** Opening Recorded data block **
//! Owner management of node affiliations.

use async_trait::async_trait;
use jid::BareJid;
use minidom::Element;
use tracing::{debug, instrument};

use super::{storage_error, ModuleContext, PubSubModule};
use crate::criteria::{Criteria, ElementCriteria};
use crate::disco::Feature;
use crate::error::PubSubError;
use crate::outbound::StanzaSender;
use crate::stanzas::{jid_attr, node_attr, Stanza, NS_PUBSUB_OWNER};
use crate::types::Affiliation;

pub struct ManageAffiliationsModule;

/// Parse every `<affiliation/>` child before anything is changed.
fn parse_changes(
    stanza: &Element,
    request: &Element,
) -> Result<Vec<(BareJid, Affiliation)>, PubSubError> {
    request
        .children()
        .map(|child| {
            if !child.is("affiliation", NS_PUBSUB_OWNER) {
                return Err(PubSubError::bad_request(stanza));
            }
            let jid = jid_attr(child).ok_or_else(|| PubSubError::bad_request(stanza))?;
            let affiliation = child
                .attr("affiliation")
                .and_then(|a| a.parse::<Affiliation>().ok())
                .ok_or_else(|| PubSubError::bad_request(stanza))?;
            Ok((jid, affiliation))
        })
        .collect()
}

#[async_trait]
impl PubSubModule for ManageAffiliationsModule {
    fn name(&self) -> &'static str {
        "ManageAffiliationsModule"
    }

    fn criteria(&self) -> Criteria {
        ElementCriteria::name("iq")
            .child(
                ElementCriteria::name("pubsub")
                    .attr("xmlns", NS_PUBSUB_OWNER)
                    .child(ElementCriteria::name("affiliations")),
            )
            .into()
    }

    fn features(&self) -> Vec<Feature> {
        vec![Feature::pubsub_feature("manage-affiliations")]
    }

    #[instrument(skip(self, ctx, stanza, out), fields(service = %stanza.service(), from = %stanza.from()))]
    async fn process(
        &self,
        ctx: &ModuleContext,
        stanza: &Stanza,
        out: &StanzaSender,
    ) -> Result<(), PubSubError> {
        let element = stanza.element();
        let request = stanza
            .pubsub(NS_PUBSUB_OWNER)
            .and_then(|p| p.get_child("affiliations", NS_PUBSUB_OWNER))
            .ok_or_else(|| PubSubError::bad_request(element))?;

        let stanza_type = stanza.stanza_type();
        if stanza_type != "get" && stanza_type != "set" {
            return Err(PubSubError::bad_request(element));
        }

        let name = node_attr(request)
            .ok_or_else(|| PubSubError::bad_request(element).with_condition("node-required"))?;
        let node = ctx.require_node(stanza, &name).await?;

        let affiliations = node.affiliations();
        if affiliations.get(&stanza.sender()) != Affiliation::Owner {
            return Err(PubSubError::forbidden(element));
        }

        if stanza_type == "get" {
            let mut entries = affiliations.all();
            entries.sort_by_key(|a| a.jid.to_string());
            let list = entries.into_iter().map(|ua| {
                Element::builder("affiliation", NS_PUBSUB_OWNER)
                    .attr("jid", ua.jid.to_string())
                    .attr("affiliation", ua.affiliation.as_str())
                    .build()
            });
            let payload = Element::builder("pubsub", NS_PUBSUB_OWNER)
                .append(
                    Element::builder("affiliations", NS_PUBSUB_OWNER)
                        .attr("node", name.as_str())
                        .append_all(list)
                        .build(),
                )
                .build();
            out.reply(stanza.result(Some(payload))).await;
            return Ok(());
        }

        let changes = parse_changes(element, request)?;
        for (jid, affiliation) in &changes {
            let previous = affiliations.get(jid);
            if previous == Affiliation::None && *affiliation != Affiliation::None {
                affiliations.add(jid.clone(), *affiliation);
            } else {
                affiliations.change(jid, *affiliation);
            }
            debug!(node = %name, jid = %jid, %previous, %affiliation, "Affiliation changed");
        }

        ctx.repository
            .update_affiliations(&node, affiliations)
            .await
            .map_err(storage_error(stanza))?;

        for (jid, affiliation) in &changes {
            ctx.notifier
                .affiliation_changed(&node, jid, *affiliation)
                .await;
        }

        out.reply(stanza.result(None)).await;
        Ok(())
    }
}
** Closing Recorded data block **
**What the exercise asks**
Determine the count of lines in the data above with the string "entries" in them, and give that count alone.

**Reply**
3